◆ TASK TO CARRY OUT ◆
The required result is a copy of each line below in which "that" appears.
--- SOURCE MATERIAL Enclosed Below ---
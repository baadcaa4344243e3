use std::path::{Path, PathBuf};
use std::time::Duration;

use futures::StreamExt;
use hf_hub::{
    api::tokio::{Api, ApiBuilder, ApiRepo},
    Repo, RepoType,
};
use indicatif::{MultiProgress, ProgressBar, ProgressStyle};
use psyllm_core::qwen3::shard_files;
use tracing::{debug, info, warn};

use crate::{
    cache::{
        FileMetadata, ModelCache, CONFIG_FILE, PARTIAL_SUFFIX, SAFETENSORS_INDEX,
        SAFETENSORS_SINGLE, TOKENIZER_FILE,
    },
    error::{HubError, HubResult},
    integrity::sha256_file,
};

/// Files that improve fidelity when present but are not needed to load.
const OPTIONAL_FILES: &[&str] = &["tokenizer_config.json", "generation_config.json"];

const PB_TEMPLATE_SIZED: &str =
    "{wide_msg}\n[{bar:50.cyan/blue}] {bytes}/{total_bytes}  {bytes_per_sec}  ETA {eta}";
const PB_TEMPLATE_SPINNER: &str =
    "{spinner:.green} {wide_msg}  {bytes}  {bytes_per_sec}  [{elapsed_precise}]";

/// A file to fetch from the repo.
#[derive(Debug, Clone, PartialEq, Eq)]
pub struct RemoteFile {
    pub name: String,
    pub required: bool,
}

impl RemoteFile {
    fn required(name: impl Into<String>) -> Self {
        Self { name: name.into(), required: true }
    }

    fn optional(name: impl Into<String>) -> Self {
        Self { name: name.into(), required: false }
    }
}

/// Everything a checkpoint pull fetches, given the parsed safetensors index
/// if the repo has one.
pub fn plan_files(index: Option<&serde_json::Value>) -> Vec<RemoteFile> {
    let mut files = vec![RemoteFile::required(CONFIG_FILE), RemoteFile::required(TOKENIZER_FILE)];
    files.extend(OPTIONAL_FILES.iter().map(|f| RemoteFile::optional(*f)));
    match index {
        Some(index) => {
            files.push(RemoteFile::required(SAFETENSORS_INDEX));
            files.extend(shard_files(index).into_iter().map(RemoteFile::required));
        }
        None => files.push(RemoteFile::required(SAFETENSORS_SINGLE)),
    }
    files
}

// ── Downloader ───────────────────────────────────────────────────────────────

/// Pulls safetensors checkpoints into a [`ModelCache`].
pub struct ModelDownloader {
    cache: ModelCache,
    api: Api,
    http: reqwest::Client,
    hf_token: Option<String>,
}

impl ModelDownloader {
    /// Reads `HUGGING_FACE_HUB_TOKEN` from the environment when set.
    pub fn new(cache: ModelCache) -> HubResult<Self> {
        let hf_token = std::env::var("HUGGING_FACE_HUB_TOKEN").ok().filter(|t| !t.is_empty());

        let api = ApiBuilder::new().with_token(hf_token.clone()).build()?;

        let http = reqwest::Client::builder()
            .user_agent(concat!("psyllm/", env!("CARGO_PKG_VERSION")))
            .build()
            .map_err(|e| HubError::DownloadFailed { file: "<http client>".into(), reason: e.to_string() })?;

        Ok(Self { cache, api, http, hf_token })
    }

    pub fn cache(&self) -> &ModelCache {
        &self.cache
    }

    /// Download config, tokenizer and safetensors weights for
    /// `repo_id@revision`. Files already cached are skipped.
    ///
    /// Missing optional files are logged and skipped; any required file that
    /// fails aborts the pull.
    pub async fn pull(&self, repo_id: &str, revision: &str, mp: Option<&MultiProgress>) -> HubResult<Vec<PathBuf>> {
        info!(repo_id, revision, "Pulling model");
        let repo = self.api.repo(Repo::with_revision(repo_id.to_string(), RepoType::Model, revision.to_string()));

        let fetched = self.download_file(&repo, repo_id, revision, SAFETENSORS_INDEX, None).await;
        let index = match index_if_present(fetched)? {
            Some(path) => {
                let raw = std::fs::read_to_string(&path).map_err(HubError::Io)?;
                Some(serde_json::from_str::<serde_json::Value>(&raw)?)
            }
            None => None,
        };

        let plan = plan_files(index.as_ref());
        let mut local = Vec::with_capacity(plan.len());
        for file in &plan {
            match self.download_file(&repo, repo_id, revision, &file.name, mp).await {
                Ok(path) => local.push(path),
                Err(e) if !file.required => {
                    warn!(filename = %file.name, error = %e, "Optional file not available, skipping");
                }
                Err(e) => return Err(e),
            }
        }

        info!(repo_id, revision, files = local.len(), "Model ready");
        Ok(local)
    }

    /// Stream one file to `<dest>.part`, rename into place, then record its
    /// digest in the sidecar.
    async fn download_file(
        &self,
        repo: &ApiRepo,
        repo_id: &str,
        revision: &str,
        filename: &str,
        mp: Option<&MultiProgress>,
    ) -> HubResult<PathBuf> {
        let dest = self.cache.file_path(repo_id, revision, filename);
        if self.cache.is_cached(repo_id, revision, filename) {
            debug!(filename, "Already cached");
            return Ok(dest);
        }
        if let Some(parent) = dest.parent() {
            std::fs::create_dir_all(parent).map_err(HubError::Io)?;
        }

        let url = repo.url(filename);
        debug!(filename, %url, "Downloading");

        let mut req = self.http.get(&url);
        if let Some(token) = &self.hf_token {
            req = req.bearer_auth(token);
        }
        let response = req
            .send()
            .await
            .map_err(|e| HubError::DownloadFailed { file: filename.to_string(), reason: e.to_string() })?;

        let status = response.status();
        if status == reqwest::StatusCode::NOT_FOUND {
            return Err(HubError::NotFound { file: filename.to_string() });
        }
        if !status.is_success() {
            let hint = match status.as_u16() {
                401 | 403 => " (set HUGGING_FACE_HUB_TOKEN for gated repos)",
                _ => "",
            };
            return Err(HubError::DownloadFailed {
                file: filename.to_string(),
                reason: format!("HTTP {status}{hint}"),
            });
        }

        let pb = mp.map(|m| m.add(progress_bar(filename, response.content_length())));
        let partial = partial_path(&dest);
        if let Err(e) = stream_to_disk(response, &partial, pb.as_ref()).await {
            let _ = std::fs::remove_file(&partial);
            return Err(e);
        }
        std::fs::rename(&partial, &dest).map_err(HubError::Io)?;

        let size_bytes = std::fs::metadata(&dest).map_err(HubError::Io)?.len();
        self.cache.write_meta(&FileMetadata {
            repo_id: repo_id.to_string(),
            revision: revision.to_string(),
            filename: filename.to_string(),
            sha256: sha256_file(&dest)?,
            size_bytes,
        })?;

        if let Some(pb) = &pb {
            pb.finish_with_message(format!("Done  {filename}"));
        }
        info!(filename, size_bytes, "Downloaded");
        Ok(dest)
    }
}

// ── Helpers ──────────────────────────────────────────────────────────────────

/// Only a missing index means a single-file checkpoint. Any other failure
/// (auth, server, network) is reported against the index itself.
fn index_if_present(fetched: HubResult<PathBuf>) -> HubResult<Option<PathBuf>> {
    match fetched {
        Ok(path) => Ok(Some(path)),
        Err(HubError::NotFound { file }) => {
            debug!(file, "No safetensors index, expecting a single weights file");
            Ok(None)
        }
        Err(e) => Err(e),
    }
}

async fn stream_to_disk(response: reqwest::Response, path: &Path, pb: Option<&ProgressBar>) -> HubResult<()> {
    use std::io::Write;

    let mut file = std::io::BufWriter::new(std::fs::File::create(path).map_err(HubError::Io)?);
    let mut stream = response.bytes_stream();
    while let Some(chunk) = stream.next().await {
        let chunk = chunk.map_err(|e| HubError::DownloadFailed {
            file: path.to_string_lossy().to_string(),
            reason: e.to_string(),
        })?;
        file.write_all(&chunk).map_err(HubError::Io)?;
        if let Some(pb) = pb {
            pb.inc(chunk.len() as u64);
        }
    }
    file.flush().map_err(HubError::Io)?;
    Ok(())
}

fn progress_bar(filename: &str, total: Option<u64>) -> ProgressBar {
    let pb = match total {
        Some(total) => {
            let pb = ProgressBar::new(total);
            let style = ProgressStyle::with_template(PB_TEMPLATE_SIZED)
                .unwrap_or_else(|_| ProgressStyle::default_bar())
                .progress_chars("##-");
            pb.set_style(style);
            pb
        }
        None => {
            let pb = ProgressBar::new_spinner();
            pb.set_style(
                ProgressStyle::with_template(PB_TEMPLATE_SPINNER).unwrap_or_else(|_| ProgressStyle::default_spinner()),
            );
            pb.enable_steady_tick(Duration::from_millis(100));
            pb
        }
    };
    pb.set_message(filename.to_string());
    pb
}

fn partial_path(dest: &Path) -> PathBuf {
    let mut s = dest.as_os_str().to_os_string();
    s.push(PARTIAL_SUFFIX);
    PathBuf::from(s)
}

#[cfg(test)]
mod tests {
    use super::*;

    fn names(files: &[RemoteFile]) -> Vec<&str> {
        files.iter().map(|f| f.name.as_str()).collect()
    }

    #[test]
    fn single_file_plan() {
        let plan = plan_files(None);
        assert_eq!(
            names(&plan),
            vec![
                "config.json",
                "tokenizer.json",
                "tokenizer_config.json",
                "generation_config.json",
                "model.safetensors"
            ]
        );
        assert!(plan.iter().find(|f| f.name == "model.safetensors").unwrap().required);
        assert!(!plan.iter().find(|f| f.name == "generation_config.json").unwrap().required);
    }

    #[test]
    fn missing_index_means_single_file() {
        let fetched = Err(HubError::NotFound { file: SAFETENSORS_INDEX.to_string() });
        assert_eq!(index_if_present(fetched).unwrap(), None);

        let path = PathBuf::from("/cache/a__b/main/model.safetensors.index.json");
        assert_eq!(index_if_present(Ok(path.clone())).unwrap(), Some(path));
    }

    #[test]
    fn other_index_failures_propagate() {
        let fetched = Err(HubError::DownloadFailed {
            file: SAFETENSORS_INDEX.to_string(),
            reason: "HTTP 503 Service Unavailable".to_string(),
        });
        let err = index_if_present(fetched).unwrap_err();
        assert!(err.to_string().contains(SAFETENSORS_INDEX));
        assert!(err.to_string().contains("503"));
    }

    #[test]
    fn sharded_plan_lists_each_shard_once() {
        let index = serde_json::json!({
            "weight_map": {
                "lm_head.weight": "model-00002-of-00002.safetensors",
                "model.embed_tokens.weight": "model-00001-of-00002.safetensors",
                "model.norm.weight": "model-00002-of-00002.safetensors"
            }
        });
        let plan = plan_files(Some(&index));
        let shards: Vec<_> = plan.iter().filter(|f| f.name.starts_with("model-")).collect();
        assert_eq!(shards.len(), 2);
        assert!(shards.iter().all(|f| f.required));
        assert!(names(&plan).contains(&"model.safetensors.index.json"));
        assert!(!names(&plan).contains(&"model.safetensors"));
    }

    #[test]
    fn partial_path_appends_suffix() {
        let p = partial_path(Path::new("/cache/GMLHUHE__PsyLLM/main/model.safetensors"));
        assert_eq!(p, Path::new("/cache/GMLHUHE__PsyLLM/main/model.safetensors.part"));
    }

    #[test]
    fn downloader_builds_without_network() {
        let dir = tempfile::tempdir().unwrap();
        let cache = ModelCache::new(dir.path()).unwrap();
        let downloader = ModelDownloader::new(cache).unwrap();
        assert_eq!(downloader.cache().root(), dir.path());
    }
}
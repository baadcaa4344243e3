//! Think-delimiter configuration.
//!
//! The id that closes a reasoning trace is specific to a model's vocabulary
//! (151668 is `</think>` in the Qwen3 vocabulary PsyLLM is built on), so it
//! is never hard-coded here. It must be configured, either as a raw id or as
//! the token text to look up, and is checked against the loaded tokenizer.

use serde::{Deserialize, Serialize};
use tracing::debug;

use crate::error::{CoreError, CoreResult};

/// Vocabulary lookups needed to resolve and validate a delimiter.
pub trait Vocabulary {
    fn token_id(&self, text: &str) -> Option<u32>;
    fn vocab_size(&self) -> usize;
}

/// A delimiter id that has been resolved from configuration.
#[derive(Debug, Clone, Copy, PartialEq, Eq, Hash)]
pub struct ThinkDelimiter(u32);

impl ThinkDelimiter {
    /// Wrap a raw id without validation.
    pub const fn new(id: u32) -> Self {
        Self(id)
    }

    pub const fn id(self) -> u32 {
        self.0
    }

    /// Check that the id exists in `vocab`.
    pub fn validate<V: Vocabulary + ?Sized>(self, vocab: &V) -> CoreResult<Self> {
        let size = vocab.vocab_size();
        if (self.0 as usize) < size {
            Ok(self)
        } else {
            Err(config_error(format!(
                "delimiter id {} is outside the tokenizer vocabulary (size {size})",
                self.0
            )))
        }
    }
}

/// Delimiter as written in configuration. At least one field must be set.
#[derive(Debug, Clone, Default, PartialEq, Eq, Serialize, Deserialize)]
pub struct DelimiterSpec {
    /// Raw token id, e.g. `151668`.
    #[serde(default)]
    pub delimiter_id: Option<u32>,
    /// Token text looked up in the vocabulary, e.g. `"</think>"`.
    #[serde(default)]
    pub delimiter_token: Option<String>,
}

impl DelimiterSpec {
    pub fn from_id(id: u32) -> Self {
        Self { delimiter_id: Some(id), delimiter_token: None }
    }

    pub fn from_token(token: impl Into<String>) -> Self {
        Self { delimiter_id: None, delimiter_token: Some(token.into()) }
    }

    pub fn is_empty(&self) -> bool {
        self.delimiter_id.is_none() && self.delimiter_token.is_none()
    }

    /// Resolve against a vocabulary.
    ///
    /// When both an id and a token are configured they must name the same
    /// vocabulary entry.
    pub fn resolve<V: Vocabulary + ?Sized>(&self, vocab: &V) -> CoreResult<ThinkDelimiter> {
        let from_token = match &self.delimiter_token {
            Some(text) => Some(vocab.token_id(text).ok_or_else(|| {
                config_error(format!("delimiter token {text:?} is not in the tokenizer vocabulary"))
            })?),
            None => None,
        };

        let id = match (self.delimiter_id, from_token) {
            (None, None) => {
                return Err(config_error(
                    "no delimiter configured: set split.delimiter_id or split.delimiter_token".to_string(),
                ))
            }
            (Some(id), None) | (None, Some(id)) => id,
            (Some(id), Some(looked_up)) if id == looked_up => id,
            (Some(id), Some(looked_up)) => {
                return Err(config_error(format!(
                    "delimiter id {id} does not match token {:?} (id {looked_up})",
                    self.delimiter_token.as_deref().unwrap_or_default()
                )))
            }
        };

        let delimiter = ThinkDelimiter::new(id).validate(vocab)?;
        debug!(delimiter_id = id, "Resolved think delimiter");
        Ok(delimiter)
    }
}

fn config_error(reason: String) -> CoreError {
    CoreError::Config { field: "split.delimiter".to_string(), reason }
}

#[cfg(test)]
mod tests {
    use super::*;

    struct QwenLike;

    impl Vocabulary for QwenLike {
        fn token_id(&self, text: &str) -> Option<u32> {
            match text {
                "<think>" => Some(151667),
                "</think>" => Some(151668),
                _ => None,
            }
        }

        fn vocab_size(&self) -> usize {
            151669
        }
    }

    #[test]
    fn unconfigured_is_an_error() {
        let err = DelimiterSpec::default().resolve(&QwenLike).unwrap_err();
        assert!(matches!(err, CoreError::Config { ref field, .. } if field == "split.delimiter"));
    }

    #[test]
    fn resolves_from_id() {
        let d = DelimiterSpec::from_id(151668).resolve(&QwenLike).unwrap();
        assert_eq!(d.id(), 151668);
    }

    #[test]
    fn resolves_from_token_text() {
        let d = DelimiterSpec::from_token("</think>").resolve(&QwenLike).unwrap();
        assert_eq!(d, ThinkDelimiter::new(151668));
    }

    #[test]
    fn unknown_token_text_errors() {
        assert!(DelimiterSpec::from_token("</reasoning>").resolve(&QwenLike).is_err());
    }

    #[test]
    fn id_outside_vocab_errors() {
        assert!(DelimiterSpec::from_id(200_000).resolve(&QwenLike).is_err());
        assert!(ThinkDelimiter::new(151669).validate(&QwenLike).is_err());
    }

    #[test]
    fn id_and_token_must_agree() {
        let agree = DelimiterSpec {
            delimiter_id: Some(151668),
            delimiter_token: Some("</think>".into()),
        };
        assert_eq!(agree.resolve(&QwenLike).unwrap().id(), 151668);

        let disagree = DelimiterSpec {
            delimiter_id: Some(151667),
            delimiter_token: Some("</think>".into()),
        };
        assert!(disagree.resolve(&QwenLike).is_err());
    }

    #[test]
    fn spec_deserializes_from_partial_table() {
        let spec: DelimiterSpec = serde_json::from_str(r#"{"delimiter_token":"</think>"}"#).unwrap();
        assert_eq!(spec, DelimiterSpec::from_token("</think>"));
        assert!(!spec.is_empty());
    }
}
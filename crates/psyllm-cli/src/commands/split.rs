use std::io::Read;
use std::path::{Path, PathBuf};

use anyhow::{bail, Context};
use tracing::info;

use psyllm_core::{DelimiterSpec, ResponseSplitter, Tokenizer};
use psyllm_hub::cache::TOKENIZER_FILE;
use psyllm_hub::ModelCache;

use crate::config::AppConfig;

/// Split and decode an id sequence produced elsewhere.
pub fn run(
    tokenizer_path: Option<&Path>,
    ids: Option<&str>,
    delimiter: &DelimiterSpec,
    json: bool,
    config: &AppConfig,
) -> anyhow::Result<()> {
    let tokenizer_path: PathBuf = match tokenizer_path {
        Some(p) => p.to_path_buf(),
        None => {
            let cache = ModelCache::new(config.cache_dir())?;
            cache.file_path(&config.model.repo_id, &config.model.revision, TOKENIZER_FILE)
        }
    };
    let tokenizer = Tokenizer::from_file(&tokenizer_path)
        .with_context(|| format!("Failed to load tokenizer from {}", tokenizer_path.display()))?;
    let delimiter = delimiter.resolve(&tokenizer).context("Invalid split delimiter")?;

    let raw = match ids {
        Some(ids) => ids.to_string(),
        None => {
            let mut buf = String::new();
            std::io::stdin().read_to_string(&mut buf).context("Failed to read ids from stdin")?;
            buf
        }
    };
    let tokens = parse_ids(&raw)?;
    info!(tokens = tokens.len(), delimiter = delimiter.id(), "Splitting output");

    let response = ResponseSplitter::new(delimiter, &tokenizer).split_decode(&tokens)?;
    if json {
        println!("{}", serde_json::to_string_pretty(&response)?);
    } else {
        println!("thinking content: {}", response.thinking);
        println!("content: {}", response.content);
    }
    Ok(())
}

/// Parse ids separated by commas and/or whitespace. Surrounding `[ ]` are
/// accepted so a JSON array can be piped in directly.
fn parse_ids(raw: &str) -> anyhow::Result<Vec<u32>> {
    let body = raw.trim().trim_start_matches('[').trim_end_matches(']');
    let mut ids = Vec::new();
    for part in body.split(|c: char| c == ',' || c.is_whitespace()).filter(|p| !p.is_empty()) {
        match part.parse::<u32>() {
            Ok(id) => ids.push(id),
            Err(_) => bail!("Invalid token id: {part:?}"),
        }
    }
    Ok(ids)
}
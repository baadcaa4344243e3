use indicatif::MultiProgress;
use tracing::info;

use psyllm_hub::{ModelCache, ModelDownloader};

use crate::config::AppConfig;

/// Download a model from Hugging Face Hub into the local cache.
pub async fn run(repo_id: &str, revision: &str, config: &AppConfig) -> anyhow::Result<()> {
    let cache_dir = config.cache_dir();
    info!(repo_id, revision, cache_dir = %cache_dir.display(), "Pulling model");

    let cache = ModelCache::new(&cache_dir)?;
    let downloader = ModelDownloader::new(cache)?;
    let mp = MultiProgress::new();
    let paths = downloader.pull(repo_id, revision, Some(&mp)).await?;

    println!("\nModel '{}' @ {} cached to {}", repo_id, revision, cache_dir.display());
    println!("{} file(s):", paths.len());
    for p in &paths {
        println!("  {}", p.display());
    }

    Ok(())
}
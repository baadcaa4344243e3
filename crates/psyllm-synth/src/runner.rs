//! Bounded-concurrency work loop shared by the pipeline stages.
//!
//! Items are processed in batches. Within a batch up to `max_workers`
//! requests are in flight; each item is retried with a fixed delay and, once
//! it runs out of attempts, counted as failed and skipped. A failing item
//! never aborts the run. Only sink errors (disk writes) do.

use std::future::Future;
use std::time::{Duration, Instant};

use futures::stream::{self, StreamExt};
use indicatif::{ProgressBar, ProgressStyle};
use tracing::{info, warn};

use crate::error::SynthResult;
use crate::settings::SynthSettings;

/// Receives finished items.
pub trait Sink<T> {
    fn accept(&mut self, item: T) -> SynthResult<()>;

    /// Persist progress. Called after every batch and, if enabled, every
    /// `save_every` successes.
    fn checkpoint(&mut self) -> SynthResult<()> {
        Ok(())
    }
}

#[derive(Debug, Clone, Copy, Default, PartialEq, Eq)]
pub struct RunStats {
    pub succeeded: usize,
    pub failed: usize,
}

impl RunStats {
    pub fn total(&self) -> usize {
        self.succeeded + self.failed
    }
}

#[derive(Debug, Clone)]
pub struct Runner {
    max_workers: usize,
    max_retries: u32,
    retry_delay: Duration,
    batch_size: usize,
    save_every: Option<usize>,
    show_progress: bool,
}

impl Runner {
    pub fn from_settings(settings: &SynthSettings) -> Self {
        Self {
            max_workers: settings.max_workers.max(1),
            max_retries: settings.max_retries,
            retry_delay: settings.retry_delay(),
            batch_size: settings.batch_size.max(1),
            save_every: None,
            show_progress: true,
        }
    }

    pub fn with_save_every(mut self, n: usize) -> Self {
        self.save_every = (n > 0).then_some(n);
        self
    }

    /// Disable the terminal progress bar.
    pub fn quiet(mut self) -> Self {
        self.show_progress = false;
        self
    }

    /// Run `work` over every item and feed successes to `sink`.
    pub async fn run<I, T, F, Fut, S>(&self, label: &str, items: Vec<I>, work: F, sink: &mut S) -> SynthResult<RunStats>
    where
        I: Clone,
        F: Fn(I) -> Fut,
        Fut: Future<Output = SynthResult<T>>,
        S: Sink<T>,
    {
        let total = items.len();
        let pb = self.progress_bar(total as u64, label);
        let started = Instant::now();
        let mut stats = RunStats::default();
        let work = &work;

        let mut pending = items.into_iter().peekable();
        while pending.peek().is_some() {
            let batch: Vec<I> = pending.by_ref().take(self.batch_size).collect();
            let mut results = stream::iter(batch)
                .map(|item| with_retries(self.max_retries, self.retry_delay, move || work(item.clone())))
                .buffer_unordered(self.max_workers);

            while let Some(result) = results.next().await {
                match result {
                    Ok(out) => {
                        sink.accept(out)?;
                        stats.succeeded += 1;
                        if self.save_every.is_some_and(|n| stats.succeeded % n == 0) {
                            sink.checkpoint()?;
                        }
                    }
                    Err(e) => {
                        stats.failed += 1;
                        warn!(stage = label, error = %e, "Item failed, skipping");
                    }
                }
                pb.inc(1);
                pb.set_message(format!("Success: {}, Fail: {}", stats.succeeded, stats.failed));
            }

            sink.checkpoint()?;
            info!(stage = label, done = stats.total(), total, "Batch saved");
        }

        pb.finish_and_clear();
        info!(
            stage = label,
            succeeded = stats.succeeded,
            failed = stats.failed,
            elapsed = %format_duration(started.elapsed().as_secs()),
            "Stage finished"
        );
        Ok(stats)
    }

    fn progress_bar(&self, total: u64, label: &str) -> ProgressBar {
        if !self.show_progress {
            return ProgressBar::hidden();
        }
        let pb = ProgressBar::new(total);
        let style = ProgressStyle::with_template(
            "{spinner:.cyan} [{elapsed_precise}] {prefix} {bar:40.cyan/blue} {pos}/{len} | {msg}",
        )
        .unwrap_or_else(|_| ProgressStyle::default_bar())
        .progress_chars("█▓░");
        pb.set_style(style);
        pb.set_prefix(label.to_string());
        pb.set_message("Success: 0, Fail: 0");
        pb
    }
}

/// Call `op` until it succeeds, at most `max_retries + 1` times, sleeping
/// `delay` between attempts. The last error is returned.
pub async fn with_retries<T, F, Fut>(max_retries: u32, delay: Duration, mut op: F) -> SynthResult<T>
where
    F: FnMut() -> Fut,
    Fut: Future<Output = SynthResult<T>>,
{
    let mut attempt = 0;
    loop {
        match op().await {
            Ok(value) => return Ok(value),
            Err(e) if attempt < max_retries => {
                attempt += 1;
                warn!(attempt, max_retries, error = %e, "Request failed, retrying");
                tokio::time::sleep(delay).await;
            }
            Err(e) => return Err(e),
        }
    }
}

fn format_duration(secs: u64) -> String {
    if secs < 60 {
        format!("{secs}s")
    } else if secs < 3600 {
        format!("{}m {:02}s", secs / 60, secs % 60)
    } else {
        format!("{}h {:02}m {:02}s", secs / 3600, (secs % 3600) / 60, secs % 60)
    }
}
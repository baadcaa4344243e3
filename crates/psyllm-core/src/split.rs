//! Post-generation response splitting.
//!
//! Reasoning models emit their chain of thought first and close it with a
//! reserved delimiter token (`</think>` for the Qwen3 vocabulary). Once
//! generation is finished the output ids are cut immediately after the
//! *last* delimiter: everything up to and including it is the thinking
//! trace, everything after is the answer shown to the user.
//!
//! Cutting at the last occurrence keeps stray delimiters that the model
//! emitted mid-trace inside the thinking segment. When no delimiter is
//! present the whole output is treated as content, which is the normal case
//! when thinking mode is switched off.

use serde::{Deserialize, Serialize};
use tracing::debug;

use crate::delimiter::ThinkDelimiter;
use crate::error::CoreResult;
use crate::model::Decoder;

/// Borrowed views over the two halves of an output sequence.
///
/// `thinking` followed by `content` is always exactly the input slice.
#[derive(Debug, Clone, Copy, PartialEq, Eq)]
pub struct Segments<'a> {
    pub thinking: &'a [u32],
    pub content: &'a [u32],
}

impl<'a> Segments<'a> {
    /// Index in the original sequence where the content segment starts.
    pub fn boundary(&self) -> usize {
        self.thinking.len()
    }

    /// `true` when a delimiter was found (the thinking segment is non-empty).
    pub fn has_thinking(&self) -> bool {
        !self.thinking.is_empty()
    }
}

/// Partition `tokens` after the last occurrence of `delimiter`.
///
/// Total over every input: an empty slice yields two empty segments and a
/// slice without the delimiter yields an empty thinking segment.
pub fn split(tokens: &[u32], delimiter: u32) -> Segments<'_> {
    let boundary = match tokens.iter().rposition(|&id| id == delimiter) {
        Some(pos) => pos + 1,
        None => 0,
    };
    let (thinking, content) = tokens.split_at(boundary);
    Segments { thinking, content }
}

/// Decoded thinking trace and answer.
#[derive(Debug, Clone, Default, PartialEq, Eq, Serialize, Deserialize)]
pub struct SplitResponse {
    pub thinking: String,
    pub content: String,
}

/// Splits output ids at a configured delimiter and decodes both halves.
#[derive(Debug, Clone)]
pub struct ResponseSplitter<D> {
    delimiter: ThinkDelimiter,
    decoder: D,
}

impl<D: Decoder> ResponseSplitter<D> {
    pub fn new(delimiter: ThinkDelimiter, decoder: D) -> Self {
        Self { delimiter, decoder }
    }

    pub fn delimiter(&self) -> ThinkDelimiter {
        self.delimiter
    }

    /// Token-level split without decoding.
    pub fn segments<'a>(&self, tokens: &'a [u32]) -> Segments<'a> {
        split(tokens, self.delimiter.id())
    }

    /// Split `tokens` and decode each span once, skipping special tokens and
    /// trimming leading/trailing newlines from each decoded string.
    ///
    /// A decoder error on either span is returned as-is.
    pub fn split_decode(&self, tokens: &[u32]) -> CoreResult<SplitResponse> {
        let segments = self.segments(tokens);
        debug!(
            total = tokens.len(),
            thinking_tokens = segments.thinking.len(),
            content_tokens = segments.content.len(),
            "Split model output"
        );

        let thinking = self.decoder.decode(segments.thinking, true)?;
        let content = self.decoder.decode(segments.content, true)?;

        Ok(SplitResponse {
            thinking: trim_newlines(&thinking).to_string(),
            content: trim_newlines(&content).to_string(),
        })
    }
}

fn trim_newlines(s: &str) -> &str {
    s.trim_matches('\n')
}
--- End of Enclosed SOURCE MATERIAL ---
◆ COMPLETED EXERCISE ◆
/// Files that improve fidelity when present but are not needed to load.
    /// Missing optional files are logged and skipped; any required file that
//! The id that closes a reasoning trace is specific to a model's vocabulary
/// A delimiter id that has been resolved from configuration.
    /// Check that the id exists in `vocab`.
//! Cutting at the last occurrence keeps stray delimiters that the model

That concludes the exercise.